Methods and outcomes
We conducted a systematic review and aimed to answer the following clinical question: What are the effects of treatments in people with bronchiectasis but without cystic fibrosis? We searched: Medline, Embase, The Cochrane Library and other important databases up to July 2007 (BMJ Clinical Evidence reviews are updated periodically, please check our website for the most up-to-date version of this review). We included harms alerts from relevant organisations such as the US Food and Drug Administration (FDA) and the UK Medicines and Healthcare products Regulatory Agency (MHRA). We performed a GRADE evaluation of the quality of evidence for interventions.
Results
We found 16 systematic reviews, RCTs, or observational studies that met our inclusion criteria.
Conclusions
In this systematic review we present information relating to the effectiveness and safety of the following interventions: anticholinergic therapy, bronchopulmonary hygiene physical therapy, exercise or physical training, hyperosmolar agents (inhaled), leukotriene receptor antagonists, methyl-xanthines (oral), mucolytics (bromhexine or deoxyribonuclease), prolonged-use antibiotics, beta2 agonists, steroids (inhaled, oral), and surgery.
Key Points
Bronchiectasis is characterised by irreversible widening of medium-sized airways, with inflammation, chronic bacterial infection, and destruction of bronchial walls.

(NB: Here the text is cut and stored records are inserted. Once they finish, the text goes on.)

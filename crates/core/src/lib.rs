//! Core domain model for Fablecast
//!
//! Shared types for the playback coordination layer: book and chapter
//! models, persisted progress snapshots, and validation.

pub mod error;
pub mod types;

// Re-export commonly used types
pub use error::{CoreError, Result};
pub use types::{
    Audiobook, BookId, Chapter, ProgressRecord, SourceLocator, Timestamp, Validator,
};
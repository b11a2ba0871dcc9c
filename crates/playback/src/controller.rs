//! Engine connection lifecycle

use crate::engine::{EngineEvent, PlaybackEngine};
use crate::error::EngineResult;
use crate::sampler;
use crate::state::StateUpdate;
use log::{debug, info};
use std::sync::{Arc, Mutex, PoisonError};
use std::time::Duration;
use tokio::sync::{mpsc, watch};

/// Connection lifecycle phases
#[derive(Debug, Clone, Copy, PartialEq, Eq)]
pub enum ConnectionPhase {
    Disconnected,
    Connecting,
    Connected,
}

/// Connection-lifecycle wrapper around the playback engine
///
/// Owns the sampler and event-forwarding tasks; both stop when the
/// connected flag flips false. Reconnection only ever happens through
/// an explicit `connect` call; this layer never retries on its own.
pub(crate) struct PlaybackController {
    engine: Arc<dyn PlaybackEngine>,
    phase: Mutex<ConnectionPhase>,
    updates: mpsc::UnboundedSender<StateUpdate>,
    connected_tx: watch::Sender<bool>,
    sample_period: Duration,
}

impl PlaybackController {
    pub(crate) fn new(
        engine: Arc<dyn PlaybackEngine>,
        updates: mpsc::UnboundedSender<StateUpdate>,
        sample_period: Duration,
    ) -> Self {
        let (connected_tx, _) = watch::channel(false);
        Self {
            engine,
            phase: Mutex::new(ConnectionPhase::Disconnected),
            updates,
            connected_tx,
            sample_period,
        }
    }

    /// Current connection phase
    pub(crate) fn phase(&self) -> ConnectionPhase {
        *self.phase.lock().unwrap_or_else(PoisonError::into_inner)
    }

    /// Establishes the engine connection
    ///
    /// Idempotent: a call while already connecting or connected is a
    /// no-op. On success exactly one synchronous state sync is pushed
    /// before periodic sampling starts. On failure the phase returns to
    /// `Disconnected` and `connected = false` is published.
    pub(crate) fn connect(&self) -> EngineResult<()> {
        {
            let mut phase = self.phase.lock().unwrap_or_else(PoisonError::into_inner);
            if *phase != ConnectionPhase::Disconnected {
                debug!("Connect ignored, already {:?}", *phase);
                return Ok(());
            }
            *phase = ConnectionPhase::Connecting;
        }

        if let Err(e) = self.engine.connect().and_then(|()| self.sync_state()) {
            self.engine.disconnect();
            *self.phase.lock().unwrap_or_else(PoisonError::into_inner) =
                ConnectionPhase::Disconnected;
            self.connected_tx.send_replace(false);
            let _ = self.updates.send(StateUpdate::Connected(false));
            return Err(e);
        }

        *self.phase.lock().unwrap_or_else(PoisonError::into_inner) = ConnectionPhase::Connected;
        self.connected_tx.send_replace(true);
        let _ = self.updates.send(StateUpdate::Connected(true));

        tokio::spawn(sampler::run_sampler(
            Arc::clone(&self.engine),
            self.updates.clone(),
            self.connected_tx.subscribe(),
            self.sample_period,
        ));
        tokio::spawn(forward_events(
            self.engine.subscribe(),
            self.updates.clone(),
            self.connected_tx.subscribe(),
        ));

        info!("Engine connected");
        Ok(())
    }

    /// Releases the connection and cancels dependent tasks
    pub(crate) fn disconnect(&self) {
        {
            let mut phase = self.phase.lock().unwrap_or_else(PoisonError::into_inner);
            if *phase == ConnectionPhase::Disconnected {
                return;
            }
            *phase = ConnectionPhase::Disconnected;
        }
        self.connected_tx.send_replace(false);
        self.engine.disconnect();
        let _ = self.updates.send(StateUpdate::Connected(false));
        info!("Engine disconnected");
    }

    fn sync_state(&self) -> EngineResult<()> {
        let position_ms = self.engine.position_ms()?;
        let duration_ms = self.engine.duration_ms()?;
        let speed = self.engine.speed()?;
        let is_playing = self.engine.is_playing()?;
        let _ = self.updates.send(StateUpdate::Sync {
            position_ms,
            duration_ms,
            speed,
            is_playing,
        });
        Ok(())
    }
}

/// Forwards engine-originated events into the state-update path until
/// the connected flag flips false or either channel closes
async fn forward_events(
    mut events: mpsc::UnboundedReceiver<EngineEvent>,
    updates: mpsc::UnboundedSender<StateUpdate>,
    mut connected: watch::Receiver<bool>,
) {
    loop {
        tokio::select! {
            event = events.recv() => match event {
                Some(event) => {
                    let update = match event {
                        EngineEvent::PlayingChanged(playing) => StateUpdate::Playing(playing),
                        EngineEvent::SpeedChanged(speed) => StateUpdate::Speed(speed),
                        EngineEvent::TrackTransition { position_ms, duration_ms } => {
                            StateUpdate::Position { position_ms, duration_ms }
                        }
                        EngineEvent::Ended => StateUpdate::Ended,
                    };
                    if updates.send(update).is_err() {
                        break;
                    }
                }
                None => break,
            },
            changed = connected.changed() => {
                if changed.is_err() || !*connected.borrow() {
                    break;
                }
            }
        }
    }
    debug!("Event forwarding stopped");
}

Bronchiectasis is usually a complication of previous lower respiratory infection, and causes chronic cough and production of copious sputum, which is often purulent. Bronchiectasis may cause signs of COPD. It can also be associated with cystic fibrosis and other congenital disorders, foreign-body inhalation, and other causes of lung damage.
Exercise or inspiratory muscle training may improve quality of life and exercise endurance in people with bronchiectasis but without cystic fibrosis.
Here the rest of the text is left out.